Outra experiência interessante ocorre no Hospital Alemão Oswaldo Cruz, de São Paulo, que em 2010 decidiu implantar um programa de bem-estar e internalizar o tratamento mais dispendioso de seus três mil funcionários, deixando para a operadora de saúde apenas consultas e procedimentos mais simples. Para fazer esse atendimento primário e encaminhar os colaboradores aos tratamentos adequados, o hospital montou um ambulatório com 18 profissionais de saúde, incluindo dois médicos clínicos, dois geriatras e um médico do trabalho. Além disso, inspirado num modelo adotado pela Universidade Stanford, dos Estados Unidos, reservou um andar inteiro para atividades físicas e de lazer dos empregados, colocando à disposição não só uma academia completa, mas também aulas de ioga, balé e canto. “Ao usar a expertise que temos a nosso favor, conseguimos não só melhorar a qualidade do atendimento aos funcionários como reduzir em 40% o custo da assistência médica”, diz Leonardo Mendonça, coordenador de saúde ocupacional e qualidade de vida do Oswaldo Cruz.

Segundo Mendonça, o número de empregados do hospital que fazem atividade física diária aumentou 39% nos últimos oito anos, contribuindo para reduzir em 31% o total de pessoas afetadas pelo stress, em 35% o grupo com colesterol alto e em 36% o bloco dos hipertensos. “O custo per capita de quem aderiu aos programas de bem-estar é 35% menor do que o de quem não aderiu. Mas apenas 2% dos funcionários não aderiram.” Os resultados animaram a diretoria do hospital a construir uma nova unidade, que permitirá estender o mesmo nível de atendimento aos quatro mil familiares dos funcionários. Em 2017, mesmo com o reajuste de 16,4% da operadora de saúde contratada pelo hospital, o custo total da assistência médica subiu 10,95% no Oswaldo Cruz.

O médico Ricardo de Marchi, diretor do Centro de Performance Humana (CPH), especializado em estratégia de saúde, observa que não há fórmulas prontas para as empresas evitarem o alto custo da assistência médica. “Assim como tratamos os pacientes individualmente, devemos olhar cada empresa como única, respeitando as suas particularidades na hora de planejar mudanças no atendimento médico aos funcionários.
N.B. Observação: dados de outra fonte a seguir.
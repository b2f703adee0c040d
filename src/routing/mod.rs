//! Routing module
//!
//! Resolves request paths to resource collections.

pub mod matcher;

pub use matcher::match_route;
É preciso levar em conta o tamanho da companhia, a sua abrangência, a sua cultura.” O que vale para todas, segundo ele, é a educação da população de usuários. “Os colaboradores precisam ser incentivados a se autocuidar e a usar responsavelmente a rede de apoio de saúde que a empresa lhes proporciona.”
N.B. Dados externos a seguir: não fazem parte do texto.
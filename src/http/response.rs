//! HTTP response building module
//!
//! Handlers return an `ApiResponse`; `into_hyper` turns it into the wire
//! response and is the only place that touches hyper's builder.

use http_body_util::Full;
use hyper::body::Bytes;
use hyper::{Response, StatusCode};
use serde::Serialize;

use crate::error::ApiError;

pub const JSON: &str = "application/json";
pub const TEXT: &str = "text/plain";

/// Structured handler result
#[derive(Debug, Clone)]
pub struct ApiResponse {
    pub status: StatusCode,
    pub content_type: Option<&'static str>,
    pub headers: Vec<(&'static str, String)>,
    pub body: Bytes,
}

impl ApiResponse {
    /// Serialize `body` as JSON
    pub fn json<T: Serialize>(status: StatusCode, body: &T) -> Self {
        match serde_json::to_vec(body) {
            Ok(bytes) => Self {
                status,
                content_type: Some(JSON),
                headers: Vec::new(),
                body: Bytes::from(bytes),
            },
            Err(e) => {
                crate::logger::log_error(&format!("Failed to serialize response: {e}"));
                Self::message(StatusCode::INTERNAL_SERVER_ERROR, "Internal server error")
            }
        }
    }

    /// `{"message": ...}`
    pub fn message(status: StatusCode, message: &str) -> Self {
        Self::json(status, &serde_json::json!({ "message": message }))
    }

    pub fn text(status: StatusCode, body: &'static str) -> Self {
        Self {
            status,
            content_type: Some(TEXT),
            headers: Vec::new(),
            body: Bytes::from_static(body.as_bytes()),
        }
    }

    pub const fn empty(status: StatusCode) -> Self {
        Self {
            status,
            content_type: None,
            headers: Vec::new(),
            body: Bytes::new(),
        }
    }

    /// Plain-text 404 for paths no resource claims
    pub fn path_not_found() -> Self {
        Self::text(StatusCode::NOT_FOUND, "404 Not Found")
    }

    /// Error body for the client. 5xx details are logged, not returned.
    pub fn from_error(err: &ApiError) -> Self {
        if err.status().is_server_error() {
            crate::logger::log_error(&err.to_string());
        }
        let response = Self::message(err.status(), &err.client_message());
        match err {
            ApiError::MethodNotAllowed { allow, .. } => response.with_header("Allow", *allow),
            _ => response,
        }
    }

    #[must_use]
    pub fn with_header(mut self, name: &'static str, value: impl Into<String>) -> Self {
        self.headers.push((name, value.into()));
        self
    }

    /// Build the hyper response
    pub fn into_hyper(self, server_name: &str, enable_cors: bool) -> Response<Full<Bytes>> {
        let status = self.status;
        let mut builder = Response::builder()
            .status(status)
            .header("Server", server_name)
            .header("Content-Length", self.body.len());

        if let Some(content_type) = self.content_type {
            builder = builder.header("Content-Type", content_type);
        }
        if enable_cors {
            builder = builder.header("Access-Control-Allow-Origin", "*");
        }
        for (name, value) in self.headers {
            builder = builder.header(name, value);
        }

        builder.body(Full::new(self.body)).unwrap_or_else(|e| {
            log_build_error(status, &e);
            let mut fallback = Response::new(Full::new(Bytes::from("Internal server error")));
            *fallback.status_mut() = StatusCode::INTERNAL_SERVER_ERROR;
            fallback
        })
    }
}

/// Log response build error
fn log_build_error(status: StatusCode, error: &hyper::http::Error) {
    crate::logger::log_error(&format!("Failed to build {status} response: {error}"));
}

#[cfg(test)]
mod tests {
    use super::*;

    #[test]
    fn test_json_response_headers() {
        let response = ApiResponse::json(StatusCode::CREATED, &serde_json::json!({"id": 1}))
            .into_hyper("crud-server/test", false);
        assert_eq!(response.status(), StatusCode::CREATED);
        assert_eq!(response.headers()["content-type"], JSON);
        assert_eq!(response.headers()["content-length"], "8");
        assert_eq!(response.headers()["server"], "crud-server/test");
        assert!(response
            .headers()
            .get("access-control-allow-origin")
            .is_none());
    }

    #[test]
    fn test_method_not_allowed_has_allow_header() {
        let err = ApiError::MethodNotAllowed {
            method: "PATCH".into(),
            allow: "GET, POST",
        };
        let response = ApiResponse::from_error(&err);
        assert_eq!(response.status, StatusCode::METHOD_NOT_ALLOWED);
        assert_eq!(&response.body[..], br#"{"message":"PATCH not allowed"}"#);
        assert!(response
            .headers
            .contains(&("Allow", "GET, POST".to_string())));
    }

    #[test]
    fn test_cors_header() {
        let response = ApiResponse::empty(StatusCode::NO_CONTENT).into_hyper("s", true);
        assert_eq!(response.headers()["access-control-allow-origin"], "*");
        assert!(response.headers().get("content-type").is_none());
    }
}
Para passar esses valores de forma efetiva aos empregados, Marchi sugere como primeiro passo que o comandante da empresa adote para si os hábitos saudáveis que pretende disseminar entre os colaboradores. “Os CEOs que não acham tempo para atividades físicas e costumam adiar as consultas médicas precisam ser sensibilizados para cuidar da própria saúde. Ao fazer isso, eles vão induzir diretores e gerentes a fazer o mesmo e reforçar a importância de ações de prevenção de doenças para toda a corporação.”